Oracle's chairman and chief executive officer has defended his company's decision to hire a detective firm to investigate three advocacy groups that have acted favourably towards Microsoft. At the same time, the Oracle chief sought to play down his personal involvement in the investigation, at first denying any knowledge of it.
"We've gathered enough evidence to indicate these are not independent groups as they pretend to be," Larry Ellison said, speaking at a press conference at the company's headquarters here. "We got evidence -- we proved -- that these organisations were paid for by Microsoft's public affairs and legal departments."
Reports have recently surfaced that Oracle had hired the Washington, DC detective firm Investigation Group International (IGI) to monitor the activities of three advocacy groups -- the Independent Institute, the National Taxpayers Union, and the Association for Competitive Technology (ACT). Oracle accused the groups of masquerading as "independent advocacy groups" when they are in fact funded largely by Microsoft.
Answering questions from reporters, Ellison at first denied all knowledge of IGI's investigation, which he said was launched a year ago at the behest of Oracle's legal affairs group in Washington. The first he knew of the investigation, he said, was when he read reports about it in Tuesday's New York Times.
"I never knew anybody was going through people's garbage. I don't approve of going through people's garbage," Ellison said. "I had never heard of IGI until yesterday. I never knew we were doing any of this stuff."
According to the Times article, IGI tried to bribe the cleaning staff in at least one of the organisations to turn over the contents of trash bins.
When pressed by reporters here, Ellison acknowledged being aware that the investigation was underway, but said that he didn't know what methods were being employed, or who was conducting it.
"Did I know we were investigating Microsoft's covert efforts to unduly influence public opinion? Absolutely," Ellison said. "Do I take full responsibility? Yes, absolutely. It happened on my watch. I authorised the funding."
Some pundits are already referring to the affair as "Larrygate", after the Watergate scandal that eventually toppled the administration of US president Richard Nixon in the early 1970s.
The investigation of Microsoft was justified because it exposed the software giant's "covert" funding for public advocacy groups in an effort to sway public opinion during Microsoft's antitrust trial, Ellison said. In a series of animated responses to reporters' questions, he slammed the advocacy groups as being Microsoft puppets working on the software maker's behalf.
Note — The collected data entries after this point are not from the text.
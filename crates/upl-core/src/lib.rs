//! upl-core: streaming UniProtKB transform and load pipeline
//!
//! Ingests the UniProt Knowledgebase XML corpora and materializes them
//! into a relational store with a stable schema. The heavy lifting is a
//! memory-bounded streaming XML parser fanned out over CPU workers that
//! spool COPY-ready rows per table, plus two load strategies on top: an
//! atomic schema swap for full rebuilds and a stage-then-merge path for
//! incremental releases.
//!
//! The crate is database-agnostic: everything reaches the target store
//! through the [`adapter::DatabaseAdapter`] capability trait. The
//! reference PostgreSQL implementation lives in `upl-postgres`.

pub mod adapter;
pub mod bulk;
pub mod config;
pub mod director;
pub mod encode;
pub mod error;
pub mod metadata;
pub mod model;
pub mod pipeline;
pub mod schema;
pub mod transform;
pub mod xml;

pub use adapter::{DatabaseAdapter, ReleaseRecord, RunRecord, RunStatus};
pub use config::{ObsoletePolicy, Settings};
pub use director::{DatasetInput, LoadSummary};
pub use error::{EtlError, Result};
pub use model::{Dataset, Entry, LoadMode, Profile, XmlNode};
pub use pipeline::UniprotPipeline;
pub use transform::{CancelToken, TransformOptions, TransformReport};
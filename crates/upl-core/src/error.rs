//! Error types for the UniProt load pipeline

use thiserror::Error;

/// Result type alias for pipeline operations
pub type Result<T> = std::result::Result<T, EtlError>;

/// Closed error taxonomy for the pipeline.
///
/// Only [`EtlError::InvalidEntry`] is recoverable: the transform coordinator
/// counts and skips it. Every other variant aborts the run, drops the
/// staging schema and closes the `load_history` row as failed.
#[derive(Error, Debug)]
pub enum EtlError {
    /// A single malformed entry; counted and skipped
    #[error("invalid entry: {0}")]
    InvalidEntry(String),

    /// Unrecoverable parse/transform error; aborts the coordinator
    #[error("transform failed: {0}")]
    TransformFailure(String),

    /// Bulk COPY into a staging table failed
    #[error("bulk ingest into '{table}' failed: {message}")]
    BulkIngestFailure { table: String, message: String },

    /// Primary-key or foreign-key violation reported during ingest or merge
    #[error("constraint violation on '{table}': {message}")]
    ConstraintViolation { table: String, message: String },

    /// The schema-rename transaction failed; production is untouched
    #[error("schema cutover failed: {0}")]
    CutoverFailure(String),

    /// Cannot reach the target database; fatal before any state mutation
    #[error("database unavailable: {0}")]
    AdapterUnavailable(String),

    /// Any other database-side failure outside bulk ingest and cutover
    #[error("database error: {0}")]
    Database(String),

    /// Invalid settings or run parameters
    #[error("configuration error: {0}")]
    Config(String),

    /// The run was cancelled by an external signal
    #[error("run cancelled")]
    Cancelled,

    /// I/O errors from spool files and inputs
    #[error("io error: {0}")]
    Io(#[from] std::io::Error),
}

impl EtlError {
    /// Whether the error is fatal for the run (everything except a
    /// skippable entry).
    pub fn is_fatal(&self) -> bool {
        !matches!(self, EtlError::InvalidEntry(_))
    }
}
//! PostgreSQL adapter
//!
//! Reference implementation of the pipeline's database contract. Bulk
//! ingest streams spool files through the native `COPY ... FROM STDIN`
//! protocol; the full-load cutover is two `ALTER SCHEMA ... RENAME`
//! statements plus the release bookkeeping inside one transaction, so no
//! reader of the production name ever observes an intermediate state.
//!
//! Schema and table names are interpolated into SQL. They come from the
//! static catalog and from settings validated by the core, never from
//! data.

use std::io::Read;
use std::path::Path;

use async_trait::async_trait;
use flate2::read::GzDecoder;
use sqlx::postgres::{PgPoolCopyExt, PgPoolOptions};
use sqlx::{Executor, PgPool, Row};
use tracing::{debug, info, warn};
use uuid::Uuid;

use upl_core::adapter::{DatabaseAdapter, ReleaseRecord, RunRecord, RunStatus};
use upl_core::error::{EtlError, Result};
use upl_core::schema::{TableDef, LOAD_HISTORY, PROTEINS, RELEASE_METADATA};
use upl_core::Settings;

/// Bytes handed to the COPY stream per chunk.
const COPY_CHUNK_BYTES: usize = 1 << 20;

pub struct PostgresAdapter {
    pool: PgPool,
}

impl PostgresAdapter {
    /// Connect to the database described by the settings. Fails fast with
    /// [`EtlError::AdapterUnavailable`] when the server is unreachable.
    pub async fn connect(settings: &Settings) -> Result<Self> {
        let mut options = PgPoolOptions::new().max_connections(8);
        if let Some(secs) = settings.statement_timeout_secs {
            options = options.after_connect(move |conn, _meta| {
                Box::pin(async move {
                    let stmt = format!("SET statement_timeout = '{secs}s'");
                    conn.execute(stmt.as_str()).await?;
                    Ok(())
                })
            });
        }
        let pool = options
            .connect(&settings.database_url)
            .await
            .map_err(|err| EtlError::AdapterUnavailable(err.to_string()))?;
        Ok(Self { pool })
    }

    pub fn from_pool(pool: PgPool) -> Self {
        Self { pool }
    }

    async fn execute(&self, sql: &str) -> Result<u64> {
        debug!(sql, "executing");
        let result = sqlx::query(sql)
            .execute(&self.pool)
            .await
            .map_err(db_error)?;
        Ok(result.rows_affected())
    }
}

fn db_error(err: sqlx::Error) -> EtlError {
    EtlError::Database(err.to_string())
}
/// Write a Swiss-Prot corpus into `data_dir` and return matching settings.
pub fn settings_with_corpus(data_dir: &Path, xml: &str) -> Settings {
    std::fs::create_dir_all(data_dir).expect("data dir creates");
    write_gz(&data_dir.join("uniprot_sprot.xml.gz"), xml);
    Settings {
        data_dir: data_dir.to_path_buf(),
        profile: upl_core::Profile::Full,
        workers: 2,
        ..Settings::default()
    }
}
"The Independent Institute is neither independent nor an institute," Ellison quipped. The Association for Competitive Technology is "supposed to be supporting all Americans. In fact, it supports just two Americans, (Microsoft's) Bill Gates and Steve Ballmer, and it was our intention to expose that."
The three groups involved have vehemently denied any wrongdoing. In a statement issued on Tuesday, the Independent Institute professed disappointment at what it called Oracle's attempt to "smear us by calling into question the legitimacy of our 14-year scholarly, public-policy research program".
"Instead of being willing to address the issues openly, Oracle has apparently felt the need to employ back-alley tactics, subterfuge, and disinformation in order to achieve its aims," David Theroux, founder of the Independent Institute, said in the statement.
Microsoft also responded to Ellison's comments.
"The only thing more disturbing than Oracle's behaviour is their ongoing attempt to justify these actions," the Microsoft statement said. "Mr. Ellison now appears to acknowledge that he was personally aware of and personally authorised the broad overall strategy of a covert operation against a variety of trade associations.
"This is dramatic evidence that Microsoft's competitors have engaged in a massive and ongoing campaign to unfairly tarnish Microsoft's public image and promote government intervention to benefit themselves," Microsoft said in the statement.
Ellison sought to maintain the moral high ground.
"I feel very good about telling you about what we did," he said. "Maybe our investigating organisation did some things that were unsavoury -- certainly from a personal hygiene point of view. But we got the truth. I believe in full disclosure."
He challenged Microsoft to launch a similar investigation of Oracle.
"We'll ship them our garbage," Ellison said, with obvious relish. "We will send all of our garbage to Redmond and they can go through it."